So back to affordability and statistical quantities:

From 4th annual Demographia International Housing Affordability Survey 2007

Affordability ratings are based on median house prices/median household incomes.

Affordable 3.0 or less
Moderately Unaffordable 3.1 to 4.0
Seiously Unaffordable 4.1 to 5.0
Severely Unaffordable 5.1 & over

On a personal note: I think 2.5 is probably a better multiple to use, especially for those wanting to build wealth via their primary residence and then move up, as has been suggested earlier on this thread.

Remember this is an international study, yet the 5 least affordable markets are in the United States (4 of them in CA)

Los Angeles (which I believe includes OC in this study) is the least affordable market in the six surveyed nations with a median multiple of 11.5, which is approaching four times the historical affordability standard of 3.0

In the US there are
46 Affordable markets
30 Moderately Unaffordable
25 Seriously Unaffordable
28 Severely Unaffordable

Between 1980 and 2000 an average of less than 2 markets in the US were severely unaffordable, although there was a peak between 1989 and 1993 when 3 - 5 were severely unaffordable.
The highest multiples during that period were Honolulu at 7.6 and San Diego at 5.8
By 2006 there were 23 severely unaffordable markets.

I'd say the current affordability crisis (in many locations, not all) is unprecedented.

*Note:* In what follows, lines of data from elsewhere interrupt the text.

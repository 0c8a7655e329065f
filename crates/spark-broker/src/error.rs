//! # error 模块说明
//!
//! ## 角色定位（Why）
//! - 为代理对外暴露的错误语义提供集中定义：路径缺失、重复创建、报文校验失败、方法不受支持；
//! - 所有错误都在分发器内部就地转换为响应码，不会作为未捕获失败流向传输层。
//!
//! ## 设计要求（What）
//! - 错误类型派生 `thiserror::Error`，兼容 `std::error::Error`；
//! - [`BrokerError::response_code`] 给出稳定映射；`UnsupportedMethod` 映射为“无响应”。

use std::{borrow::ToOwned, string::String};

use thiserror::Error;

use crate::core::message::{Method, ResponseCode};

/// 代理核心错误域。
///
/// # 教案式说明
/// - **意图 (Why)**：聚合命名空间、目录服务与分发器在处理单个事务时可能遇到的失败；
/// - **契约 (What)**：
///   - 所有变体均满足 `Send + Sync + 'static`；
///   - 每个变体携带可读上下文（路径、终端名或原始方法码），便于日志排障；
/// - **执行 (How)**：分发器通过 [`BrokerError::response_code`] 把错误折算为事务上的响应码。
#[derive(Clone, Debug, Eq, PartialEq, Error)]
pub enum BrokerError {
    /// 目标路径或终端不存在。
    #[error("no resource or endpoint at `{path}`")]
    NotFound { path: String },

    /// 创建目标已存在。
    #[error("`{path}` already exists")]
    Conflict { path: String },

    /// 路径、查询参数或注册报文不合法。
    #[error("validation failed: {detail}")]
    Validation { detail: String },

    /// 请求方法码不在 GET/POST/PUT/DELETE 之内。
    #[error("method code {code} is not supported")]
    UnsupportedMethod { code: u8 },

    /// 资源存在，但其处理器拒绝该方法。
    #[error("`{path}` does not accept {method:?}")]
    MethodNotAllowed { path: String, method: Method },
}

impl BrokerError {
    /// 以路径构造 [`BrokerError::NotFound`]。
    pub fn not_found(path: &str) -> Self {
        BrokerError::NotFound {
            path: path.to_owned(),
        }
    }

    /// 以路径构造 [`BrokerError::Conflict`]。
    pub fn conflict(path: &str) -> Self {
        BrokerError::Conflict {
            path: path.to_owned(),
        }
    }

    /// 以描述构造 [`BrokerError::Validation`]。
    pub fn validation(detail: impl Into<String>) -> Self {
        BrokerError::Validation {
            detail: detail.into(),
        }
    }

    /// 将错误折算为响应码。
    ///
    /// - **契约 (What)**：返回 `None` 表示事务应被静默丢弃，仅 `UnsupportedMethod` 如此；
    /// - **映射**：NotFound→4.04，Conflict→4.09，Validation→4.00，MethodNotAllowed→4.05。
    pub fn response_code(&self) -> Option<ResponseCode> {
        match self {
            BrokerError::NotFound { .. } => Some(ResponseCode::NotFound),
            BrokerError::Conflict { .. } => Some(ResponseCode::Conflict),
            BrokerError::Validation { .. } => Some(ResponseCode::BadRequest),
            BrokerError::MethodNotAllowed { .. } => Some(ResponseCode::MethodNotAllowed),
            BrokerError::UnsupportedMethod { .. } => None,
        }
    }
}

/// 出站通知投递失败。
///
/// - **意图 (Why)**：观察者推送为“发出即忘”，失败只记录日志，不影响删除事务自身的响应；
/// - **契约 (What)**：`Closed` 表示传输层已关闭出站队列。
#[derive(Clone, Debug, Eq, PartialEq, Error)]
pub enum SendError {
    #[error("outbound queue is closed")]
    Closed,
}

/// 配置装载失败。
#[derive(Debug, Error)]
pub enum ConfigError {
    #[error("failed to read configuration file `{path}`: {source}")]
    Io {
        path: String,
        #[source]
        source: std::io::Error,
    },

    #[error("failed to parse configuration: {0}")]
    Parse(#[from] toml::de::Error),

    #[error("invalid configuration value for `{key}`: {detail}")]
    Invalid { key: &'static str, detail: String },
}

In Los Angeles, 29% of the median household income was required to pay the median mortgage in 2000. By 2007, that figure had risen to 82%

Another statistic:
According to US Bureau of Census estimates the most expensive housing markets lost nearly 4,000,000 residents to other, less epensive, parts of the nation between 2000 and 2006
Hmmm... supply and demand accounts for the high prices in the expensive areas?


Personally I'm thinking this had a whole lot more to do with the high prices:

"The mortgage crisis in the United States is often referred to as the “sub-prime” crisis. However, there is much more involved in the financial distress than sub-prime loans. The unprecedented liberal loaning practices at the root of the crisis extend far beyond sub-prime borrowers, even to prime borrowers. One report indicates that in California, prime borrowers could finance $1,000,000 homes on $90,000 incomes, which is 11 times income. This is nearly four times the historic norm. In a responsive market a $90,000 income borrower could have qualified under conventional lending practices for a $270,000 house (at a Median Multiple ceiling of 3.0)"

Yep, I had both real estate agents and lenders tell me... this is California, you have to throw conventional lending rules out the window here.


If you happen to be a first time buyer in one of the Severely Unaffordable markets good luck using the work harder, save, buy down, move up suggestions on this thread.

Were you folks buying that first home in an area where the price of a median house was 10 times or more the median salary?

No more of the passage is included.